Summary: Extacy. Weed. Heroine. Cocaine. Make it stop, please, make it stop. My Chemical Romance fan fiction: frerard. Frank Iero/Gerard Way slash romance.
1. Chapter 1

**Rating: NC-17  
Pairing: Frank Iero & Gerard Way of My Chemical Romance  
Warning: Contains slash, deals strongly with drug use/abuse. **

* * *

Trying to understand Gerard Way is like trying to understand advanced quantum physics; possible for a super genius, nearly impossible for the average human being. One day Gerard could be your best friend, then the next he's like a Nazi to a Jew. Very strong reference because it actually is a very strong contrast in emotions, especially for the run of merely twenty-four hours.

Of course, he does usually have good reasoning backing up his absurd behaviour, but most of the time it's out of pure instinct. I say instinct because Gerard was pretty much grown up knowing not to trust anyone, and to always watch his back.

Why?

Because Gerard Way was raised from items purchased with drug money. Both his mother and his father were in on the business of drug dealing, and once his father gained death from the show down of a late payment to the main man, Gerard was left being the man around the house.

Where is Gerard, today?

He's in the same house that he grew up in, only he's minus a father, and he's minus a mother (for similar reasons).

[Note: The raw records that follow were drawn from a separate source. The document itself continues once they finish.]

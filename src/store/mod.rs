//! Collaborator boundaries: roster directory, activity store, snapshot store

mod group_file;
mod snapshot;

pub use group_file::{GroupDataStore, GroupRecord};
pub use snapshot::{DirSnapshotStore, SnapshotRecord};

use crate::analysis::Analysis;
use crate::error::{PersistenceError, RosterError, SignalError};
use crate::model::{Event, Habit, Member, Task, TimeWindow};
use async_trait::async_trait;
use chrono::{DateTime, Utc};

#[async_trait]
pub trait RosterDirectory: Send + Sync {
    async fn members(&self, group_id: &str) -> Result<Vec<Member>, RosterError>;
}

/// Reads of outstanding activity. Each call may fail independently.
#[async_trait]
pub trait ActivityStore: Send + Sync {
    async fn open_tasks(&self, group_id: &str) -> Result<Vec<Task>, SignalError>;

    async fn events(&self, group_id: &str, window: TimeWindow) -> Result<Vec<Event>, SignalError>;

    async fn active_habits(&self, group_id: &str) -> Result<Vec<Habit>, SignalError>;
}

/// Write-once history of completed analyses
#[async_trait]
pub trait SnapshotStore: Send + Sync {
    async fn save(
        &self,
        group_id: &str,
        timestamp: DateTime<Utc>,
        analysis: &Analysis,
    ) -> Result<(), PersistenceError>;
}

Gerard's no idiot, though, like you'd imagine him to be. Oh no, after the death of his mother, Gerard moved away from the ghetto of Jersey and into the city where he graduated university with a Chemist's Major.

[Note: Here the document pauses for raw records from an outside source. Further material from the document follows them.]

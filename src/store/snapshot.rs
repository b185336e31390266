use super::SnapshotStore;
use crate::analysis::Analysis;
use crate::error::PersistenceError;
use async_trait::async_trait;
use chrono::{DateTime, Utc};
use serde::{Deserialize, Serialize};
use std::fs;
use std::path::{Path, PathBuf};
use tokio::io::AsyncWriteExt;
use tracing::{debug, warn};
use uuid::Uuid;

/// A stored analysis. Written once, never updated.
#[derive(Debug, Clone, Serialize, Deserialize)]
pub struct SnapshotRecord {
    pub group_id: String,
    pub saved_at: DateTime<Utc>,
    pub analysis: Analysis,
}

/// Snapshot store writing one JSON file per analysis under `<dir>/<group>/`
#[derive(Debug, Clone)]
pub struct DirSnapshotStore {
    dir: PathBuf,
}

impl DirSnapshotStore {
    pub fn new(dir: impl Into<PathBuf>) -> Self {
        Self { dir: dir.into() }
    }

    fn group_dir(&self, group_id: &str) -> PathBuf {
        self.dir.join(sanitize(group_id))
    }

    /// All snapshots for a group, oldest first. Unreadable files are skipped.
    pub fn list(&self, group_id: &str) -> Result<Vec<SnapshotRecord>, PersistenceError> {
        let group_dir = self.group_dir(group_id);
        if !group_dir.exists() {
            return Ok(Vec::new());
        }

        let mut records = Vec::new();
        for entry in fs::read_dir(&group_dir).map_err(PersistenceError::Read)? {
            let path = entry.map_err(PersistenceError::Read)?.path();
            if path.extension().and_then(|e| e.to_str()) != Some("json") {
                continue;
            }
            match read_record(&path) {
                Ok(record) => records.push(record),
                Err(e) => warn!("Skipping unreadable snapshot {:?}: {}", path, e),
            }
        }

        records.sort_by_key(|r| r.saved_at);
        Ok(records)
    }
}

#[async_trait]
impl SnapshotStore for DirSnapshotStore {
    async fn save(
        &self,
        group_id: &str,
        timestamp: DateTime<Utc>,
        analysis: &Analysis,
    ) -> Result<(), PersistenceError> {
        let group_dir = self.group_dir(group_id);
        tokio::fs::create_dir_all(&group_dir)
            .await
            .map_err(PersistenceError::CreateDir)?;

        let record = SnapshotRecord {
            group_id: group_id.to_string(),
            saved_at: timestamp,
            analysis: analysis.clone(),
        };
        let json = serde_json::to_vec_pretty(&record)?;

        let file_name = format!(
            "{}-{}.json",
            timestamp.format("%Y%m%dT%H%M%S%3fZ"),
            &Uuid::new_v4().simple().to_string()[..8]
        );
        let path = group_dir.join(file_name);

        // create_new: an existing snapshot is never overwritten
        let mut file = tokio::fs::OpenOptions::new()
            .write(true)
            .create_new(true)
            .open(&path)
            .await
            .map_err(|e| PersistenceError::Write {
                path: path.clone(),
                source: e,
            })?;
        file.write_all(&json)
            .await
            .map_err(|e| PersistenceError::Write {
                path: path.clone(),
                source: e,
            })?;
        file.flush().await.map_err(|e| PersistenceError::Write {
            path: path.clone(),
            source: e,
        })?;

        debug!("Wrote snapshot {:?}", path);
        Ok(())
    }
}

fn read_record(path: &Path) -> Result<SnapshotRecord, PersistenceError> {
    let content = fs::read_to_string(path).map_err(PersistenceError::Read)?;
    Ok(serde_json::from_str(&content)?)
}

fn sanitize(group_id: &str) -> String {
    group_id
        .chars()
        .map(|c| {
            if c.is_ascii_alphanumeric() || c == '-' || c == '_' {
                c
            } else {
                '_'
            }
        })
        .collect()
}

#[cfg(test)]
mod tests {
    use super::*;

    #[test]
    fn test_sanitize_group_id() {
        assert_eq!(sanitize("family/../x"), "family____x");
        assert_eq!(sanitize("rivera-2"), "rivera-2");
    }

    #[test]
    fn test_list_missing_group_is_empty() {
        let dir = tempfile::tempdir().unwrap();
        let store = DirSnapshotStore::new(dir.path());
        assert!(store.list("nobody").unwrap().is_empty());
    }
}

Of all things, why would Gerard want a Chemist's Major, right? Well, he's now filthy rich, living in a shit hole, making bath tubs filled with extacy for thirty bucks, and selling them for ten bucks a pill.

This is where I come in.

My name is Frank Iero, and I'm a young drug addict. I'm only eighteen years of age, while Gerard is twenty-three. I became addicted when I was just sixteen years old. I was only introduced to the world of 'stronger drugs' when Gerard came back from university to reinhabit his parent's old house. I had been just an amateur, smoking weed every other day.

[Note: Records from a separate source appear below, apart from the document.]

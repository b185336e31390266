//! Human-readable explanation of a finished plan
//!
//! Narrators are best-effort. The orchestrator bounds every call and falls
//! back to [`TemplateNarrator`] when a narrator fails or runs out of time.

mod claude;
mod codex;
mod retry;
mod template;

pub use claude::ClaudeNarrator;
pub use codex::CodexNarrator;
pub use template::TemplateNarrator;

use crate::config::{Config, NarrativeKind};
use crate::engine::{ImbalanceReport, Predictions, RebalancingPlan, Severity};
use crate::error::NarrativeError;
use crate::model::LoadMap;
use async_trait::async_trait;
use std::path::Path;
use std::sync::Arc;
use tokio::process::Command;

/// One member's share of the load, as shown to a narrator
#[derive(Debug, Clone, PartialEq)]
pub struct MemberShare {
    pub name: String,
    pub total: f64,
    pub percentage_of_family: u32,
}

/// Everything a narrator may talk about
#[derive(Debug, Clone, PartialEq)]
pub struct NarrativeContext {
    pub group_id: String,
    pub members: Vec<MemberShare>,
    pub primary_carrier: Option<MemberShare>,
    pub severity: Severity,
    pub top_action: Option<String>,
    pub immediate_count: usize,
    pub weekly_count: usize,
    pub systemic_count: usize,
    pub month1_effects: Vec<(String, String)>,
}

impl NarrativeContext {
    pub fn new(
        group_id: &str,
        load: &LoadMap,
        imbalances: &ImbalanceReport,
        plan: &RebalancingPlan,
        predictions: &Predictions,
    ) -> Self {
        let share = |id: &str| {
            load.get(id).map(|m| MemberShare {
                name: m.name.clone(),
                total: m.total,
                percentage_of_family: m.percentage_of_family,
            })
        };

        let top_action = plan
            .immediate_actions
            .first()
            .map(|shift| {
                format!(
                    "hand \"{}\" from {} to {}",
                    shift.task_label, shift.from_name, shift.to_name
                )
            })
            .or_else(|| {
                plan.weekly_adjustments
                    .first()
                    .map(|w| w.action.to_lowercase())
            })
            .or_else(|| plan.monthly_systemic.first().map(|m| m.change.to_lowercase()));

        Self {
            group_id: group_id.to_string(),
            members: load
                .iter()
                .filter_map(|m| share(&m.member_id))
                .collect(),
            primary_carrier: imbalances.primary_carrier_id.as_deref().and_then(share),
            severity: imbalances.severity,
            top_action,
            immediate_count: plan.immediate_actions.len(),
            weekly_count: plan.weekly_adjustments.len(),
            systemic_count: plan.monthly_systemic.len(),
            month1_effects: predictions
                .month1
                .effects
                .iter()
                .map(|e| (e.metric.clone(), e.change.clone()))
                .collect(),
        }
    }

    /// Prompt for text-generating narrators
    pub fn prompt(&self) -> String {
        let situation = self
            .members
            .iter()
            .map(|m| {
                format!(
                    "- {}: {:.1} units ({}% of group load)",
                    m.name, m.total, m.percentage_of_family
                )
            })
            .collect::<Vec<_>>()
            .join("\n");

        let outcomes = self
            .month1_effects
            .iter()
            .map(|(metric, change)| format!("- {}: {}", metric, change))
            .collect::<Vec<_>>()
            .join("\n");

        format!(
            "You are an expert in household dynamics and mental load distribution.\n\
             Analyze this rebalancing plan for group {group}.\n\n\
             ## Current situation ({severity} imbalance)\n{situation}\n\n\
             ## Rebalancing plan\n\
             - Immediate: {immediate} task transfers\n\
             - Weekly: {weekly} adjustments\n\
             - Systemic: {systemic} changes\n\n\
             ## Predicted outcome (30 days)\n{outcomes}\n\n\
             Provide 3 key insights:\n\
             1. The most impactful change for this group\n\
             2. Potential resistance points and how to overcome them\n\
             3. The hidden benefit that will surprise them most\n\n\
             Be specific, warm, and encouraging. Reply with plain text only.",
            group = self.group_id,
            severity = self.severity,
            situation = situation,
            immediate = self.immediate_count,
            weekly = self.weekly_count,
            systemic = self.systemic_count,
            outcomes = outcomes,
        )
    }
}

#[async_trait]
pub trait NarrativeProvider: Send + Sync {
    fn name(&self) -> &'static str;

    async fn summarize(&self, context: &NarrativeContext) -> Result<String, NarrativeError>;
}

/// Create the narrator selected by configuration
pub fn create_provider(config: &Config) -> Arc<dyn NarrativeProvider> {
    let narrative = &config.narrative;
    match narrative.provider {
        NarrativeKind::Template => Arc::new(TemplateNarrator),
        NarrativeKind::ClaudeCli => Arc::new(ClaudeNarrator {
            binary: narrative.claude_cli.binary.clone(),
            model: narrative.claude_cli.model.clone(),
            retry: narrative.retry.clone(),
        }),
        NarrativeKind::CodexCli => Arc::new(CodexNarrator {
            binary: narrative.codex_cli.binary.clone(),
            model: narrative.codex_cli.model.clone(),
            retry: narrative.retry.clone(),
        }),
    }
}

/// Build a command, resolving bare names through PATH
fn command_for(binary: &Path) -> Command {
    let binary_str = binary.to_string_lossy();
    let mut cmd = if binary_str.contains('/') || binary_str.contains('\\') {
        Command::new(binary)
    } else {
        Command::new(binary_str.as_ref())
    };
    // A caller that gives up on the narrative must not leave the process behind
    cmd.kill_on_drop(true);
    cmd
}

fn non_empty(text: String) -> Result<String, NarrativeError> {
    let trimmed = text.trim();
    if trimmed.is_empty() {
        Err(NarrativeError::Empty)
    } else {
        Ok(trimmed.to_string())
    }
}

Now, though, now is a different story all together. You wouldn't know me if you saw me today, I'm completely different from the stoner kid I used to be. You know, my old dred-locks and the light coloured tees and skateboarding shoes. Nah, all of that is old school, to me, now. Sure, I still pick up a guitar every now and then to keep me sane, but I'm far from who I used to be.

And it's Gerard Way's fault.


	2. Chapter 2

I hate mornings, especially in Jersey. Well, it's probably not the sate's fault for what I'm bitching about, it's probably just the fact that my fucking bedroom window is positioned perfectly for the sun to streel in through the glass window and fucking blind me in the mornings.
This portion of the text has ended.